A juntar às referidas qualidades, havia um pormenor nada despiciendo: não havia um único casal que fosse pobre, se desse mal ou se tivesse separado.

Foi num Verão quente que uma curiosidade intensa se apoderou de uma candidata a noiva, mas que ainda não tinha namorado. Pesquisou, perguntou, subornou e foi o mesmo que nada, pois nenhuma lhe prestou sequer a mínima atenção.

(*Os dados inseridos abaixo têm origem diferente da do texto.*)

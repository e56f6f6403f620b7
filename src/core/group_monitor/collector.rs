use std::time::Instant;

use chrono::Local;

use super::gpu::{GpuCollector, SensorBackend};
use super::metrics::{MetricToggles, Sample, StaticSystemInfo};
use super::sources::{
    ConnectionSource, DiskIoCounter, DiskIoSource, ProcessHandle, ProcessSource, SystemInfoSource,
};
use crate::error::Result;

pub const BYTES_PER_MB: f64 = 1_048_576.0;

/// Score added per open TCP connection. The network figure is a coarse
/// activity indicator, not a throughput measurement.
pub const NETWORK_SCORE_PER_CONNECTION: f32 = 10.0;

/// Everything the collector reads from the outside world
pub struct Collaborators {
    pub processes: Box<dyn ProcessSource>,
    pub disk_io: Box<dyn DiskIoSource>,
    pub connections: Box<dyn ConnectionSource>,
    pub sensors: Box<dyn SensorBackend>,
    pub system_info: Box<dyn SystemInfoSource>,
}

/// `(Δcpu / (Δwall × cores)) × 100`, zero for degenerate inputs
pub fn cpu_usage_percent(delta_cpu_ms: f64, delta_wall_ms: f64, core_count: u32) -> f32 {
    if delta_wall_ms <= 0.0 || delta_cpu_ms < 0.0 || core_count == 0 {
        return 0.0;
    }
    ((delta_cpu_ms / (delta_wall_ms * core_count as f64)) * 100.0) as f32
}

/// Group CPU time and wall clock of the previous observation
#[derive(Debug, Clone, Copy, PartialEq)]
pub struct CpuBaseline {
    pub cpu_time_ms: u64,
    pub taken_at: Instant,
}

#[derive(Debug, Default)]
pub struct CpuDeltaCollector {
    baseline: Option<CpuBaseline>,
    core_count: u32,
}

impl CpuDeltaCollector {
    pub fn new(core_count: u32) -> Self {
        Self {
            baseline: None,
            core_count,
        }
    }

    pub fn set_core_count(&mut self, core_count: u32) {
        self.core_count = core_count;
    }

    pub fn baseline(&self) -> Option<CpuBaseline> {
        self.baseline
    }

    pub fn reset(&mut self) {
        self.baseline = None;
    }

    /// Record `cpu_time_ms` at `now` and return the usage since the previous
    /// observation. The first observation only records the baseline.
    pub fn observe(&mut self, cpu_time_ms: u64, now: Instant) -> f32 {
        let current = CpuBaseline {
            cpu_time_ms,
            taken_at: now,
        };
        let Some(previous) = self.baseline.replace(current) else {
            return 0.0;
        };

        let delta_cpu = cpu_time_ms as f64 - previous.cpu_time_ms as f64;
        let delta_wall = now.saturating_duration_since(previous.taken_at).as_secs_f64() * 1000.0;
        cpu_usage_percent(delta_cpu, delta_wall, self.core_count)
    }
}

/// Disk IO rate via a counter that follows the monitored name
pub struct DiskIoCollector {
    source: Box<dyn DiskIoSource>,
    counter: Option<Box<dyn DiskIoCounter>>,
    warned: bool,
}

impl DiskIoCollector {
    pub fn new(source: Box<dyn DiskIoSource>) -> Self {
        Self {
            source,
            counter: None,
            warned: false,
        }
    }

    /// MB/s for `process_name`, zero when the counter is unavailable
    pub fn collect(&mut self, process_name: &str) -> f32 {
        match self.rate(process_name) {
            Ok(bytes_per_sec) => {
                self.warned = false;
                (bytes_per_sec.max(0.0) / BYTES_PER_MB) as f32
            }
            Err(e) => {
                if !self.warned {
                    log::warn!("Disk IO counter unavailable for '{}': {}", process_name, e);
                    self.warned = true;
                } else {
                    log::debug!("Disk IO counter still unavailable: {}", e);
                }
                0.0
            }
        }
    }

    fn rate(&mut self, process_name: &str) -> Result<f64> {
        let stale = self
            .counter
            .as_ref()
            .map_or(true, |c| c.instance_name() != process_name);
        if stale {
            self.counter = None;
            self.counter = Some(self.source.open_counter(process_name)?);
        }

        match self.counter.as_mut() {
            Some(counter) => counter.next_value(),
            None => Ok(0.0),
        }
    }
}

/// Connection-count heuristic for network activity
pub struct NetworkCollector {
    source: Box<dyn ConnectionSource>,
    warned: bool,
}

impl NetworkCollector {
    pub fn new(source: Box<dyn ConnectionSource>) -> Self {
        Self {
            source,
            warned: false,
        }
    }

    pub fn collect(&mut self, pids: &[u32]) -> f32 {
        match self.source.tcp_connections_by_pid() {
            Ok(table) => {
                self.warned = false;
                let connections: usize = pids.iter().filter_map(|pid| table.get(pid)).sum();
                connections as f32 * NETWORK_SCORE_PER_CONNECTION
            }
            Err(e) => {
                if !self.warned {
                    log::warn!("Connection table unavailable: {}", e);
                    self.warned = true;
                } else {
                    log::debug!("Connection table still unavailable: {}", e);
                }
                0.0
            }
        }
    }
}

/// Sums of the per-process reads that succeeded this tick
#[derive(Debug, Default, Clone, PartialEq)]
pub struct GroupTotals {
    pub cpu_time_ms: u64,
    pub working_set_bytes: u64,
    pub private_bytes: u64,
    pub thread_count: u32,
    pub pids: Vec<u32>,
}

/// Read every handle; processes that exited or deny access are left out
pub fn read_group(source: &mut dyn ProcessSource, group: &[ProcessHandle]) -> GroupTotals {
    let mut totals = GroupTotals::default();
    for handle in group {
        match source.read(handle) {
            Ok(stats) => {
                totals.cpu_time_ms += stats.cpu_time_ms;
                totals.working_set_bytes += stats.working_set_bytes;
                totals.private_bytes += stats.private_bytes;
                totals.thread_count += stats.thread_count;
                totals.pids.push(handle.pid);
            }
            Err(e) => {
                log::debug!("Skipping {} (pid {}): {}", handle.name, handle.pid, e);
            }
        }
    }
    totals
}

/// Runs every collector for one tick and assembles the [`Sample`]
pub struct GroupCollector {
    processes: Box<dyn ProcessSource>,
    system_info: Box<dyn SystemInfoSource>,
    cpu: CpuDeltaCollector,
    disk: DiskIoCollector,
    network: NetworkCollector,
    gpu: GpuCollector,
    static_info: StaticSystemInfo,
}

impl GroupCollector {
    pub fn new(collaborators: Collaborators) -> Self {
        Self {
            processes: collaborators.processes,
            system_info: collaborators.system_info,
            cpu: CpuDeltaCollector::new(fallback_core_count()),
            disk: DiskIoCollector::new(collaborators.disk_io),
            network: NetworkCollector::new(collaborators.connections),
            gpu: GpuCollector::new(collaborators.sensors),
            static_info: StaticSystemInfo::default(),
        }
    }

    /// Reset per-session state and capture static machine facts
    pub fn begin_session(&mut self, toggles: MetricToggles) {
        self.static_info = match self.system_info.gather() {
            Ok(info) => info,
            Err(e) => {
                log::warn!("Static system info unavailable: {}", e);
                StaticSystemInfo::default()
            }
        };
        if self.static_info.logical_processors == 0 {
            self.static_info.logical_processors = fallback_core_count();
        }

        self.cpu.reset();
        self.cpu.set_core_count(self.static_info.logical_processors);
        self.gpu.reset();
        if toggles.gpu {
            self.gpu.open();
        }
    }

    pub fn static_info(&self) -> &StaticSystemInfo {
        &self.static_info
    }

    /// Measure the group once. `None` when no live process matches.
    pub fn sample(&mut self, process_name: &str, toggles: MetricToggles) -> Option<Sample> {
        let group = self.processes.processes_by_name(process_name);
        if group.is_empty() {
            log::debug!("No live process named '{}', skipping tick", process_name);
            return None;
        }

        let totals = read_group(self.processes.as_mut(), &group);
        if totals.pids.is_empty() {
            log::debug!("Every '{}' process exited before it could be read", process_name);
            return None;
        }
        let now = Instant::now();

        let mut sample = Sample::empty(process_name, Local::now().naive_local());
        sample.group_size = totals.pids.len() as u32;
        sample.process_count = self.processes.running_process_count() as u32;

        if toggles.cpu {
            sample.cpu_usage = self.cpu.observe(totals.cpu_time_ms, now);
        } else {
            self.cpu.reset();
        }

        if toggles.memory {
            sample.memory_usage = (totals.working_set_bytes as f64 / BYTES_PER_MB) as f32;
            sample.private_memory_usage = (totals.private_bytes as f64 / BYTES_PER_MB) as f32;
            sample.thread_count = totals.thread_count;
        }

        if toggles.disk {
            sample.disk_io = self.disk.collect(process_name);
        }

        if toggles.network {
            sample.network_usage = self.network.collect(&totals.pids);
        }

        if toggles.gpu {
            sample.apply_gpu(&self.gpu.collect());
        }

        if toggles.advanced {
            sample.apply_static_info(&self.static_info);
        }

        Some(sample)
    }
}

fn fallback_core_count() -> u32 {
    std::thread::available_parallelism()
        .map(|n| n.get() as u32)
        .unwrap_or(1)
}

O que seria preciso fazer para conseguir saber mais algo do que sabia?

Em desespero de causa, perguntou a uma idosa como poderia satisfazer o desejo de saber as razões pelas quais todas queriam casar-se com rapazes com cara de cavalo.

-Todas? ou a menina é que quer?

Engasgou-se e acabou por confessar o seu interesse.

-E já pensou nos motivos que a levam a inclinar-se para um dos nossos rapazes?

-Sei lá…talvez o facto de serem tão feios e não os termos de disputar com as outras mulheres…

-Sim…é uma razão…mas será só por isso? - questionou a velha senhora.

-Bom, tenho ouvido coisas que me agradam…

-Mau, então que informações quer saber em concreto? – espantou-se a habitante local.

Olhou em redor e após ter a garantia de que ninguém a escutava, perguntou, murmurando:

-A razão secreta, inconfessável, que as leva todas a querer um homem com cara de cavalo!

-Bom, isso é querer saber demais…arrisque-se a conquistar um e saberá…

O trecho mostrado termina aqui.